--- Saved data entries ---
- - - - -

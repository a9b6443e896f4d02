//! Configuration for B-tree construction.

use crate::common::{Error, Result};

/// Default minimum degree `T`.
///
/// With `T = 3` a node holds at most 5 keys and 6 children. Small enough
/// that splits show up after a handful of inserts, which keeps rendered
/// trees readable.
pub const DEFAULT_MIN_DEGREE: usize = 3;

/// Smallest legal minimum degree.
///
/// `T = 2` gives the classic 2-3-4 tree: 1 to 3 keys per node.
pub const MIN_MIN_DEGREE: usize = 2;

/// Largest accepted minimum degree.
///
/// Every node reserves room for `2T - 1` keys up front, so `T` has to stay
/// far below the point where `2T` overflows or the reservation fails.
pub const MAX_MIN_DEGREE: usize = 1 << 16;

/// When listeners hear about an insertion.
#[derive(Debug, Clone, Copy, PartialEq, Eq, Default)]
pub enum NotifyMode {
    /// One callback per public `insert`, after all splits it caused.
    #[default]
    Batched,

    /// One callback per split, in the order they happened, then one for the
    /// placement of the key. Still delivered after `insert` has finished
    /// restructuring.
    PerChange,
}

/// Construction-time settings for a [`BTree`](crate::index::btree::BTree).
///
/// # Example
/// ```
/// use interchangedb_index::common::config::{BTreeConfig, NotifyMode};
///
/// let config = BTreeConfig::new(4).with_notify_mode(NotifyMode::PerChange);
/// assert_eq!(config.max_keys(), 7);
/// assert_eq!(config.max_children(), 8);
/// assert!(config.validate().is_ok());
/// ```
#[derive(Debug, Clone, Copy, PartialEq, Eq)]
pub struct BTreeConfig {
    /// Minimum degree `T`.
    pub min_degree: usize,

    /// Notification batching.
    pub notify_mode: NotifyMode,
}

impl BTreeConfig {
    /// Create a config with the given minimum degree and batched notifications.
    pub fn new(min_degree: usize) -> Self {
        Self {
            min_degree,
            notify_mode: NotifyMode::Batched,
        }
    }

    pub fn with_min_degree(mut self, min_degree: usize) -> Self {
        self.min_degree = min_degree;
        self
    }

    pub fn with_notify_mode(mut self, notify_mode: NotifyMode) -> Self {
        self.notify_mode = notify_mode;
        self
    }

    /// Maximum keys per node (`2T - 1`).
    #[inline]
    pub fn max_keys(&self) -> usize {
        2 * self.min_degree - 1
    }

    /// Maximum children per internal node (`2T`).
    #[inline]
    pub fn max_children(&self) -> usize {
        2 * self.min_degree
    }

    /// Minimum keys per non-root node (`T - 1`).
    #[inline]
    pub fn min_keys(&self) -> usize {
        self.min_degree - 1
    }

    /// Check the config without panicking.
    ///
    /// # Errors
    /// - `Error::InvalidMinDegree` if `min_degree` is outside
    ///   `MIN_MIN_DEGREE..=MAX_MIN_DEGREE`
    pub fn validate(&self) -> Result<()> {
        if !(MIN_MIN_DEGREE..=MAX_MIN_DEGREE).contains(&self.min_degree) {
            return Err(Error::InvalidMinDegree(self.min_degree));
        }
        Ok(())
    }
}

impl Default for BTreeConfig {
    fn default() -> Self {
        Self::new(DEFAULT_MIN_DEGREE)
    }
}
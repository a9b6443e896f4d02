//! Common types and utilities shared across the index crate.
//!
//! - Configuration constants and [`config::BTreeConfig`]
//! - Error types
//! - Identifiers (ListenerId)

pub mod config;
pub mod error;
mod listener_id;

pub use error::{Error, Result};
pub use listener_id::ListenerId;
//! BTree - the ordered index and its split-on-the-way-down insertion.
//!
//! Insertion never enters a full node. A full child is split before the
//! descent reaches it, so a single downward pass always finds room and
//! nothing has to be fixed up on the way back. The root is the one node
//! that cannot be split from above; when it is full the tree first grows a
//! new empty root over it and then splits it like any other child.

use std::fmt;
use std::panic::{self, AssertUnwindSafe};

use log::{debug, trace, warn};

use crate::common::config::{BTreeConfig, NotifyMode, MAX_MIN_DEGREE, MIN_MIN_DEGREE};
use crate::common::{ListenerId, Result};
use crate::index::btree::listener::ListenerRegistry;
use crate::index::btree::{BTreeStats, Iter, Node, TreeChange, TreeListener};

/// An in-memory B-tree over keys of type `K`.
///
/// # Structure
/// ```text
///                      [ 20 | 40 ]                 ← root (may hold < T-1 keys)
///                     /     |     \
///          [ 5 | 10 ]   [ 25 | 30 ]   [ 50 | 60 ]  ← T-1 ..= 2T-1 keys each
/// ```
///
/// # Duplicates
/// Equal keys are kept as separate entries. `search` returns the first one
/// met on the way down.
///
/// # Thread Safety
/// `insert` takes `&mut self`; `search` and `iter` take `&self`. Any number
/// of readers may share a tree across threads. For a shared tree that also
/// takes writes, see [`SharedBTree`](super::SharedBTree).
///
/// # Example
/// ```
/// use interchangedb_index::BTree;
///
/// let mut tree = BTree::new(3);
/// for k in [10, 20, 5, 6, 12, 30, 7, 17] {
///     tree.insert(k);
/// }
///
/// assert_eq!(tree.search(&6), Some(&6));
/// assert_eq!(tree.search(&15), None);
///
/// let sorted: Vec<i32> = tree.iter().copied().collect();
/// assert_eq!(sorted, vec![5, 6, 7, 10, 12, 17, 20, 30]);
/// ```
pub struct BTree<K> {
    /// Sole entry point. Starts as an empty leaf.
    pub(super) root: Node<K>,

    /// Immutable after construction.
    config: BTreeConfig,

    /// Total number of keys.
    pub(super) len: usize,

    /// Change listeners, in registration order.
    listeners: ListenerRegistry<K>,

    /// Operation counters.
    stats: BTreeStats,
}

/// Record of what one `insert` did, turned into notifications at the end.
#[derive(Default)]
struct InsertTrace {
    /// Parent depth of each split, in the order they happened.
    split_depths: Vec<usize>,
    root_split: bool,
}

impl InsertTrace {
    fn changes(&self, mode: NotifyMode) -> Vec<TreeChange> {
        let inserted = TreeChange::Inserted {
            splits: self.split_depths.len(),
            root_split: self.root_split,
        };

        match mode {
            NotifyMode::Batched => vec![inserted],
            NotifyMode::PerChange => self
                .split_depths
                .iter()
                .map(|&depth| TreeChange::Split { depth })
                .chain(std::iter::once(inserted))
                .collect(),
        }
    }
}

impl<K> BTree<K> {
    // ========================================================================
    // Read-only accessors
    // ========================================================================

    /// The root node, for rendering and inspection.
    #[inline]
    pub fn root(&self) -> &Node<K> {
        &self.root
    }

    #[inline]
    pub fn config(&self) -> &BTreeConfig {
        &self.config
    }

    /// Minimum degree `T`.
    #[inline]
    pub fn min_degree(&self) -> usize {
        self.config.min_degree
    }

    /// Number of keys, duplicates included.
    #[inline]
    pub fn len(&self) -> usize {
        self.len
    }

    #[inline]
    pub fn is_empty(&self) -> bool {
        self.len == 0
    }

    /// Number of edges between the root and any leaf. A lone root is 0.
    pub fn height(&self) -> usize {
        self.root.height()
    }

    /// Operation counters.
    pub fn stats(&self) -> &BTreeStats {
        &self.stats
    }

    /// All keys in ascending order.
    ///
    /// The iterator is lazy; calling `iter` again starts over.
    pub fn iter(&self) -> Iter<'_, K> {
        Iter::new(&self.root, self.len)
    }

    /// Same as [`iter`](Self::iter).
    pub fn traverse(&self) -> Iter<'_, K> {
        self.iter()
    }

    // ========================================================================
    // Listeners
    // ========================================================================

    /// Register a listener. It will be called after every `insert`.
    pub fn add_listener<L>(&mut self, listener: L) -> ListenerId
    where
        L: TreeListener<K> + 'static,
    {
        let id = self.listeners.register(Box::new(listener));
        debug!("registered {} ({} total)", id, self.listeners.len());
        id
    }

    /// Unregister a listener. Returns `false` if `id` was not registered.
    pub fn remove_listener(&mut self, id: ListenerId) -> bool {
        let removed = self.listeners.unregister(id);
        if removed {
            debug!("removed {} ({} left)", id, self.listeners.len());
        }
        removed
    }

    pub fn listener_count(&self) -> usize {
        self.listeners.len()
    }

    /// Deliver `changes` to every listener, change by change, in
    /// registration order.
    ///
    /// A listener panic is re-raised once the registry is back in place, so
    /// the tree keeps every listener it had.
    fn notify(&mut self, changes: &[TreeChange]) {
        let mut entries = self.listeners.take();
        let delivered = {
            let tree = &*self;
            panic::catch_unwind(AssertUnwindSafe(|| {
                for change in changes {
                    for (_, listener) in entries.iter_mut() {
                        listener.on_tree_changed(tree, change);
                        tree.stats.record_notification();
                    }
                }
            }))
        };
        self.listeners.restore(entries);

        if let Err(payload) = delivered {
            warn!("listener panicked, re-raising after restoring listeners");
            panic::resume_unwind(payload);
        }
    }
}

impl<K: Ord> BTree<K> {
    /// Create an empty tree with minimum degree `min_degree` and batched
    /// notifications.
    ///
    /// # Panics
    /// Panics if `min_degree < 2`.
    pub fn new(min_degree: usize) -> Self {
        Self::with_config(BTreeConfig::new(min_degree))
    }

    /// Create an empty tree from a full config.
    ///
    /// # Panics
    /// Panics if `config.min_degree < 2` or `config.min_degree > MAX_MIN_DEGREE`.
    pub fn with_config(config: BTreeConfig) -> Self {
        assert!(
            config.min_degree >= MIN_MIN_DEGREE,
            "min_degree must be >= {}",
            MIN_MIN_DEGREE
        );
        assert!(
            config.min_degree <= MAX_MIN_DEGREE,
            "min_degree must be <= {}",
            MAX_MIN_DEGREE
        );

        Self {
            root: Node::new(true, config.min_degree),
            config,
            len: 0,
            listeners: ListenerRegistry::new(),
            stats: BTreeStats::new(),
        }
    }

    /// Like [`with_config`](Self::with_config), for configs that come from
    /// outside the program.
    ///
    /// # Errors
    /// - `Error::InvalidMinDegree` if `config.min_degree` is below 2 or above
    ///   `MAX_MIN_DEGREE`
    pub fn try_with_config(config: BTreeConfig) -> Result<Self> {
        config.validate()?;
        Ok(Self::with_config(config))
    }

    // ========================================================================
    // Search
    // ========================================================================

    /// Find a key equal to `key`.
    ///
    /// Returns the stored key, which may be a different (but equal) value
    /// from the one passed in.
    pub fn search(&self, key: &K) -> Option<&K> {
        let mut node = &self.root;
        let found = loop {
            // First slot whose key is not less than `key`.
            let i = node.keys().partition_point(|k| k < key);

            if let Some(candidate) = node.keys().get(i) {
                if candidate == key {
                    break Some(candidate);
                }
            }
            if node.is_leaf() {
                break None;
            }
            node = &node.children()[i];
        };

        self.stats.record_search(found.is_some());
        found
    }

    pub fn contains(&self, key: &K) -> bool {
        self.search(key).is_some()
    }

    // ========================================================================
    // Insert
    // ========================================================================

    /// Insert `key`. Never fails; equal keys are kept side by side.
    ///
    /// Listeners are notified once the tree is consistent again.
    pub fn insert(&mut self, key: K) {
        let t = self.config.min_degree;
        let mut trace = InsertTrace::default();

        if self.root.is_full(t) {
            self.root.push_down(t);
            split_child(&mut self.root, 0, t, 0, &mut trace);
            trace.root_split = true;
            debug!("root split, height now {}", self.root.height());
        }
        insert_non_full(&mut self.root, key, t, 0, &mut trace);

        self.len += 1;
        self.stats
            .record_insert(trace.split_depths.len(), trace.root_split);

        if !self.listeners.is_empty() {
            let changes = trace.changes(self.config.notify_mode);
            self.notify(&changes);
        }
    }
}

/// Split the full child `parent.children[i]`, promoting its median into
/// `parent.keys[i]` and placing the new sibling at `parent.children[i + 1]`.
///
/// `parent` must not be full.
fn split_child<K>(
    parent: &mut Node<K>,
    i: usize,
    t: usize,
    depth: usize,
    trace: &mut InsertTrace,
) {
    debug_assert!(!parent.is_full(t));

    let (median, sibling) = parent.child_mut(i).split_upper(t);
    parent.insert_key(i, median);
    parent.insert_child(i + 1, sibling);

    trace!("split child {} under depth {}", i, depth);
    trace.split_depths.push(depth);
}

/// Insert into the subtree rooted at `node`, which must not be full.
fn insert_non_full<K: Ord>(
    node: &mut Node<K>,
    key: K,
    t: usize,
    depth: usize,
    trace: &mut InsertTrace,
) {
    // After any keys equal to `key`.
    let mut i = node.keys().partition_point(|k| k <= &key);

    if node.is_leaf() {
        node.insert_key(i, key);
        return;
    }

    if node.children()[i].is_full(t) {
        split_child(node, i, t, depth, trace);
        if key > node.keys()[i] {
            i += 1;
        }
    }
    insert_non_full(node.child_mut(i), key, t, depth + 1, trace);
}

impl<K: Ord> Default for BTree<K> {
    fn default() -> Self {
        Self::with_config(BTreeConfig::default())
    }
}

impl<K: Ord> Extend<K> for BTree<K> {
    fn extend<I: IntoIterator<Item = K>>(&mut self, iter: I) {
        for key in iter {
            self.insert(key);
        }
    }
}

impl<K: Ord> FromIterator<K> for BTree<K> {
    fn from_iter<I: IntoIterator<Item = K>>(iter: I) -> Self {
        let mut tree = BTree::default();
        tree.extend(iter);
        tree
    }
}

impl<'a, K> IntoIterator for &'a BTree<K> {
    type Item = &'a K;
    type IntoIter = Iter<'a, K>;

    fn into_iter(self) -> Iter<'a, K> {
        self.iter()
    }
}

impl<K: fmt::Debug> fmt::Debug for BTree<K> {
    fn fmt(&self, f: &mut fmt::Formatter<'_>) -> fmt::Result {
        f.debug_struct("BTree")
            .field("config", &self.config)
            .field("len", &self.len)
            .field("listeners", &self.listeners.len())
            .field("root", &self.root)
            .finish()
    }
}

/// Renders one node per line, indented by depth.
///
/// ```text
/// [6, 12]
///   [1, 2, 5]
///   [7, 10]
///   [20, 30]
/// ```
impl<K: fmt::Debug> fmt::Display for BTree<K> {
    fn fmt(&self, f: &mut fmt::Formatter<'_>) -> fmt::Result {
        fn render<K: fmt::Debug>(
            node: &Node<K>,
            depth: usize,
            f: &mut fmt::Formatter<'_>,
        ) -> fmt::Result {
            writeln!(f, "{:indent$}{:?}", "", node.keys(), indent = depth * 2)?;
            for child in node.children() {
                render(child, depth + 1, f)?;
            }
            Ok(())
        }

        render(&self.root, 0, f)
    }
}
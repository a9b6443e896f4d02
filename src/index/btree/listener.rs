//! Change notification for B-tree mutations.
//!
//! Listeners are called after an `insert` has finished restructuring the
//! tree, in registration order. Search and traversal never notify.
//!
//! A panicking listener is not caught. The panic unwinds out of `insert`,
//! but only after the registry has been put back, so every listener stays
//! registered and later inserts notify them as usual.

use crate::common::ListenerId;
use crate::index::btree::BTree;

/// What changed in the tree.
#[derive(Debug, Clone, Copy, PartialEq, Eq)]
pub enum TreeChange {
    /// A full node was split and its median promoted into a parent at
    /// `depth` (the root is depth 0). Only sent in `NotifyMode::PerChange`.
    Split { depth: usize },

    /// One `insert` call completed.
    Inserted {
        /// Splits performed while descending, root split included.
        splits: usize,

        /// Whether the tree grew a level.
        root_split: bool,
    },
}

/// Receives [`TreeChange`]s from a tree.
///
/// Implemented for any `FnMut(&BTree<K>, &TreeChange)` closure that is
/// `Send + Sync`, so the tree stays shareable across threads for readers.
///
/// # Example
/// ```
/// use std::sync::atomic::{AtomicUsize, Ordering};
/// use std::sync::Arc;
/// use interchangedb_index::{BTree, TreeChange};
///
/// let seen = Arc::new(AtomicUsize::new(0));
/// let counter = Arc::clone(&seen);
///
/// let mut tree: BTree<i32> = BTree::new(3);
/// tree.add_listener(move |_tree: &BTree<i32>, _change: &TreeChange| {
///     counter.fetch_add(1, Ordering::Relaxed);
/// });
///
/// tree.insert(1);
/// tree.insert(2);
/// assert_eq!(seen.load(Ordering::Relaxed), 2);
/// ```
pub trait TreeListener<K>: Send + Sync {
    fn on_tree_changed(&mut self, tree: &BTree<K>, change: &TreeChange);
}

impl<K, F> TreeListener<K> for F
where
    F: FnMut(&BTree<K>, &TreeChange) + Send + Sync,
{
    fn on_tree_changed(&mut self, tree: &BTree<K>, change: &TreeChange) {
        self(tree, change)
    }
}

type Entry<K> = (ListenerId, Box<dyn TreeListener<K>>);

/// Ordered registry of listeners.
pub(crate) struct ListenerRegistry<K> {
    /// Kept in registration order.
    entries: Vec<Entry<K>>,

    /// Next id to hand out. Ids are never reused.
    next_id: ListenerId,
}

impl<K> ListenerRegistry<K> {
    pub(crate) fn new() -> Self {
        Self {
            entries: Vec::new(),
            next_id: ListenerId::new(0),
        }
    }

    pub(crate) fn register(&mut self, listener: Box<dyn TreeListener<K>>) -> ListenerId {
        let id = self.next_id;
        self.next_id = id.next();
        self.entries.push((id, listener));
        id
    }

    /// Returns `false` if `id` was not registered.
    pub(crate) fn unregister(&mut self, id: ListenerId) -> bool {
        match self.entries.iter().position(|(lid, _)| *lid == id) {
            Some(pos) => {
                // `remove`, not `swap_remove`: delivery order must survive.
                self.entries.remove(pos);
                true
            }
            None => false,
        }
    }

    #[inline]
    pub(crate) fn len(&self) -> usize {
        self.entries.len()
    }

    #[inline]
    pub(crate) fn is_empty(&self) -> bool {
        self.entries.is_empty()
    }

    /// Take the listeners out so they can be called with a shared borrow of
    /// the tree. Must be paired with [`restore`](Self::restore).
    pub(crate) fn take(&mut self) -> Vec<Entry<K>> {
        std::mem::take(&mut self.entries)
    }

    pub(crate) fn restore(&mut self, entries: Vec<Entry<K>>) {
        debug_assert!(self.entries.is_empty());
        self.entries = entries;
    }
}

- - - - -

--- Assigned task ---
Please copy every line of the records above in which "called" appears.

--- Solution to this exercise ---
    /// Register a listener. It will be called after every `insert`.
//! Listeners are called after an `insert` has finished restructuring the
    /// Take the listeners out so they can be called with a shared borrow of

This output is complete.